Per quanto riguarda la riservatezza delle transazioni, Ecash sfrutta la tecnica della firma digitale.
Quando il compratore ha necessità di effettuare un pagamento, deve avere ecash sul proprio computer. Il prelievo dalla banca è in realtà, per ragioni di riservatezza, qualcosa di più complesso che un semplice trasferimento di ecash dalla banca al PC del compratore.
Il PC dell'utente (Alice) calcola quante monete sono necessarie per ottenere la somma richiesta. Successivamente è il computer di Alice stesso che crea monete assegnando ad ognuna di loro un numero di serie casuale. Quindi spedisce alla banca queste monete, una ad una inserite in una speciale busta: questa rappresenta il fattore "cecità".
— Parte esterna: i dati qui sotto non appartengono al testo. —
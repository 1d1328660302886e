//! Settings file loading.
//!
//! Every function returns validated settings; callers never see a
//! `HubSettings` that failed [`HubSettings::validate`].

use std::path::Path;

use super::{
    ConfigError,
    HubSettings,
};

/// Name of the settings file looked up in a directory.
pub const SETTINGS_FILE_NAME: &str = ".locale-hub.json";

/// Read and validate the settings file at `path`.
///
/// Fields missing from the file take their default value.
///
/// # Errors
/// - [`ConfigError::IoError`] when the file cannot be read
/// - [`ConfigError::ParseError`] for malformed JSON
/// - [`ConfigError::ValidationErrors`] listing every invalid field
pub fn load_settings(path: &Path) -> Result<HubSettings, ConfigError> {
    tracing::debug!(path = %path.display(), "Loading settings");

    let content = std::fs::read_to_string(path)?;
    let settings: HubSettings = serde_json::from_str(&content)?;

    settings.into_validated()
}

/// Settings of `dir`: its `.locale-hub.json` when present, defaults otherwise.
pub fn discover_settings(dir: &Path) -> Result<HubSettings, ConfigError> {
    let path = dir.join(SETTINGS_FILE_NAME);
    if !path.is_file() {
        tracing::debug!(dir = %dir.display(), "No settings file, using defaults");
        return Ok(HubSettings::default());
    }

    load_settings(&path)
}
//! Persistence boundary for commit records.
//!
//! Records are documents keyed by project id and commit id. The store
//! supports insert, exact and by-project lookups, the field level update of
//! `published`, and the exclusive publish primitive that keeps at most one
//! published commit per project.

use async_trait::async_trait;

use super::model::Commit;
use crate::error::Result;

/// Commit persistence.
///
/// Implementations report backend failures as [`CoreError::Storage`].
///
/// [`CoreError::Storage`]: crate::error::CoreError::Storage
#[async_trait]
pub trait CommitStore: Send + Sync + 'static {
    /// Store a new commit and return it with its assigned `sequence`.
    async fn insert(&self, commit: Commit) -> Result<Commit>;

    /// Exact lookup by id.
    async fn find(&self, commit_id: &str) -> Result<Option<Commit>>;

    /// Commits of a project in creation order. Unknown projects yield `[]`.
    async fn list_by_project(&self, project_id: &str) -> Result<Vec<Commit>>;

    /// Update the flag of one commit, leaving siblings untouched.
    ///
    /// Returns `false` when the commit does not exist.
    async fn set_published(&self, commit_id: &str, published: bool) -> Result<bool>;

    /// Current publish revision of a project, bumped by every flag change.
    async fn publish_revision(&self, project_id: &str) -> Result<u64>;

    /// Clear `published` on every commit of the project and set the target's
    /// flag to `published`, as one atomic step.
    ///
    /// The write only applies when the project's publish revision still equals
    /// `expected_revision`; otherwise it fails with
    /// [`CoreError::PublishConflict`](crate::error::CoreError::PublishConflict).
    /// Returns `false` when the commit is not part of the project.
    async fn publish_exclusive(
        &self,
        project_id: &str,
        commit_id: &str,
        published: bool,
        expected_revision: u64,
    ) -> Result<bool>;

    /// Remove every commit of a project, returning how many were removed.
    async fn delete_by_project(&self, project_id: &str) -> Result<usize>;
}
Alice manda le monete alla banca

La banca codifica i numeri "ciechi" con la propria chiave segreta (firma digitale), grazie alla proprietà della firma cieca che consente di applicare tale firma attraverso la busta; allo stesso tempo, la banca addebita sul conto di Alice la stessa somma. Le monete autenticate sono restituite ad Alice, che potrà togliere loro il fattore di "cecità" introdotto in precedenza, senza alterare la firma della banca. I numeri di serie con le loro firme rappresentano adesso moneta digitale; il valore delle monete è garantito dalla banca.

Quando Alice spenderà tali monete, la banca le accetterà in quanto da lei firmate. Tuttavia, poiché non sarà in grado di riconoscere le monete (che erano nascoste nella busta al momento di essere firmate), la banca non potrà dire chi ha effettuato il pagamento.